### Task brief
The output should match the data below line for line.

### Study material
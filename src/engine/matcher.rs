//! Vocabulary match compiler.
//!
//! Builds one case-insensitive alternation over all page words, longest
//! first, and caches it keyed by a hash of the ordered word list. Changing a
//! translation or color leaves the word list, and therefore the cached
//! pattern, untouched.

use std::collections::hash_map::DefaultHasher;
use std::hash::{Hash, Hasher};
use std::sync::Arc;

use regex::{Regex, RegexBuilder};
use serde::{Deserialize, Serialize};

use crate::vocab::VocabularyEntry;

/// Compiled program size ceiling; large vocabularies need more than the default.
const PATTERN_SIZE_LIMIT: usize = 64 << 20;

/// How a match must be delimited in the surrounding text.
#[derive(Debug, Clone, Copy, PartialEq, Eq, Hash, Default, Serialize, Deserialize)]
#[serde(rename_all = "lowercase")]
pub enum Boundary {
    /// Unicode word boundaries on both sides.
    #[default]
    Word,
    /// Plain substring match, for scripts written without spaces.
    None,
}

/// Cached pattern plus the word-list hash it was built from.
#[derive(Debug, Clone)]
pub struct CompiledMatcher {
    pub source_hash: u64,
    pub boundary: Boundary,
    pub pattern: Arc<Regex>,
}

#[derive(Debug, Default)]
pub struct MatchCompiler {
    boundary: Boundary,
    cached: Option<CompiledMatcher>,
    compiles: usize,
}

impl MatchCompiler {
    pub fn new(boundary: Boundary) -> Self {
        Self {
            boundary,
            cached: None,
            compiles: 0,
        }
    }

    pub fn boundary(&self) -> Boundary {
        self.boundary
    }

    pub fn set_boundary(&mut self, boundary: Boundary) {
        self.boundary = boundary;
    }

    /// How many times a pattern was actually compiled.
    pub fn compile_count(&self) -> usize {
        self.compiles
    }

    pub fn cached(&self) -> Option<&CompiledMatcher> {
        self.cached.as_ref()
    }

    pub fn invalidate(&mut self) {
        self.cached = None;
    }

    /// Pattern for `entries`, or `None` when there is nothing to match.
    pub fn compile(&mut self, entries: &[VocabularyEntry]) -> Option<Arc<Regex>> {
        let words: Vec<&str> = entries.iter().map(|e| e.word.as_str()).collect();
        self.compile_words(&words)
    }

    pub fn compile_words(&mut self, words: &[&str]) -> Option<Arc<Regex>> {
        let hash = source_hash(words);
        if let Some(cached) = &self.cached {
            if cached.source_hash == hash && cached.boundary == self.boundary {
                log::debug!("match pattern cache hit ({} words)", words.len());
                return Some(Arc::clone(&cached.pattern));
            }
        }

        log::debug!("match pattern cache miss ({} words)", words.len());
        let Some(source) = build_pattern(words, self.boundary) else {
            self.cached = None;
            return None;
        };
        let pattern = match RegexBuilder::new(&source)
            .case_insensitive(true)
            .size_limit(PATTERN_SIZE_LIMIT)
            .build()
        {
            Ok(re) => Arc::new(re),
            Err(e) => {
                log::error!("failed to compile vocabulary pattern: {}", e);
                self.cached = None;
                return None;
            }
        };
        self.compiles += 1;
        self.cached = Some(CompiledMatcher {
            source_hash: hash,
            boundary: self.boundary,
            pattern: Arc::clone(&pattern),
        });
        Some(pattern)
    }
}

/// Deterministic hash of the ordered word list.
pub fn source_hash(words: &[&str]) -> u64 {
    let mut hasher = DefaultHasher::new();
    words.hash(&mut hasher);
    hasher.finish()
}

/// Regex source for `words`: empty words dropped, longest first (stable),
/// escaped, joined as one alternation group.
pub fn build_pattern(words: &[&str], boundary: Boundary) -> Option<String> {
    let mut sorted: Vec<&str> = words.iter().copied().filter(|w| !w.is_empty()).collect();
    if sorted.is_empty() {
        return None;
    }
    sorted.sort_by(|a, b| b.chars().count().cmp(&a.chars().count()));
    let alternation = sorted
        .iter()
        .map(|w| regex::escape(w))
        .collect::<Vec<_>>()
        .join("|");
    Some(match boundary {
        Boundary::Word => format!(r"\b(?:{})\b", alternation),
        Boundary::None => format!("(?:{})", alternation),
    })
}

/// Split `text` around every match.
///
/// Literal segments land at even indices and matched segments at odd ones;
/// the result always has odd length, and length 1 means no match.
pub fn split_segments<'t>(text: &'t str, pattern: &Regex) -> Vec<&'t str> {
    let mut segments = Vec::new();
    let mut last = 0;
    for m in pattern.find_iter(text) {
        segments.push(&text[last..m.start()]);
        segments.push(m.as_str());
        last = m.end();
    }
    segments.push(&text[last..]);
    segments
}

### Answer to this task
filename src/engine/matcher.rs
//! Vocabulary match compiler.
//!
//! Builds one case-insensitive alternation over all page words, longest
//! first, and caches it keyed by a hash of the ordered word list. Changing a
//! translation or color leaves the word list, and therefore the cached
//! pattern, untouched.

use std::collections::hash_map::DefaultHasher;
use std::hash::{Hash, Hasher};
use std::sync::Arc;

use regex::{Regex, RegexBuilder};
use serde::{Deserialize, Serialize};

use crate::vocab::VocabularyEntry;

/// Compiled program size ceiling; large vocabularies need more than the default.
const PATTERN_SIZE_LIMIT: usize = 64 << 20;

/// How a match must be delimited in the surrounding text.
#[derive(Debug, Clone, Copy, PartialEq, Eq, Hash, Default, Serialize, Deserialize)]
#[serde(rename_all = "lowercase")]
pub enum Boundary {
    /// Unicode word boundaries on both sides.
    #[default]
    Word,
    /// Plain substring match, for scripts written without spaces.
    None,
}

/// Cached pattern plus the word-list hash it was built from.
#[derive(Debug, Clone)]
pub struct CompiledMatcher {
    pub source_hash: u64,
    pub boundary: Boundary,
    pub pattern: Arc<Regex>,
}

#[derive(Debug, Default)]
pub struct MatchCompiler {
    boundary: Boundary,
    cached: Option<CompiledMatcher>,
    compiles: usize,
}

impl MatchCompiler {
    pub fn new(boundary: Boundary) -> Self {
        Self {
            boundary,
            cached: None,
            compiles: 0,
        }
    }

    pub fn boundary(&self) -> Boundary {
        self.boundary
    }

    pub fn set_boundary(&mut self, boundary: Boundary) {
        self.boundary = boundary;
    }

    /// How many times a pattern was actually compiled.
    pub fn compile_count(&self) -> usize {
        self.compiles
    }

    pub fn cached(&self) -> Option<&CompiledMatcher> {
        self.cached.as_ref()
    }

    pub fn invalidate(&mut self) {
        self.cached = None;
    }

    /// Pattern for `entries`, or `None` when there is nothing to match.
    pub fn compile(&mut self, entries: &[VocabularyEntry]) -> Option<Arc<Regex>> {
        let words: Vec<&str> = entries.iter().map(|e| e.word.as_str()).collect();
        self.compile_words(&words)
    }

    pub fn compile_words(&mut self, words: &[&str]) -> Option<Arc<Regex>> {
        let hash = source_hash(words);
        if let Some(cached) = &self.cached {
            if cached.source_hash == hash && cached.boundary == self.boundary {
                log::debug!("match pattern cache hit ({} words)", words.len());
                return Some(Arc::clone(&cached.pattern));
            }
        }

        log::debug!("match pattern cache miss ({} words)", words.len());
        let Some(source) = build_pattern(words, self.boundary) else {
            self.cached = None;
            return None;
        };
        let pattern = match RegexBuilder::new(&source)
            .case_insensitive(true)
            .size_limit(PATTERN_SIZE_LIMIT)
            .build()
        {
            Ok(re) => Arc::new(re),
            Err(e) => {
                log::error!("failed to compile vocabulary pattern: {}", e);
                self.cached = None;
                return None;
            }
        };
        self.compiles += 1;
        self.cached = Some(CompiledMatcher {
            source_hash: hash,
            boundary: self.boundary,
            pattern: Arc::clone(&pattern),
        });
        Some(pattern)
    }
}

/// Deterministic hash of the ordered word list.
pub fn source_hash(words: &[&str]) -> u64 {
    let mut hasher = DefaultHasher::new();
    words.hash(&mut hasher);
    hasher.finish()
}

/// Regex source for `words`: empty words dropped, longest first (stable),
/// escaped, joined as one alternation group.
pub fn build_pattern(words: &[&str], boundary: Boundary) -> Option<String> {
    let mut sorted: Vec<&str> = words.iter().copied().filter(|w| !w.is_empty()).collect();
    if sorted.is_empty() {
        return None;
    }
    sorted.sort_by(|a, b| b.chars().count().cmp(&a.chars().count()));
    let alternation = sorted
        .iter()
        .map(|w| regex::escape(w))
        .collect::<Vec<_>>()
        .join("|");
    Some(match boundary {
        Boundary::Word => format!(r"\b(?:{})\b", alternation),
        Boundary::None => format!("(?:{})", alternation),
    })
}

/// Split `text` around every match.
///
/// Literal segments land at even indices and matched segments at odd ones;
/// the result always has odd length, and length 1 means no match.
pub fn split_segments<'t>(text: &'t str, pattern: &Regex) -> Vec<&'t str> {
    let mut segments = Vec::new();
    let mut last = 0;
    for m in pattern.find_iter(text) {
        segments.push(&text[last..m.start()]);
        segments.push(m.as_str());
        last = m.end();
    }
    segments.push(&text[last..]);
    segments
}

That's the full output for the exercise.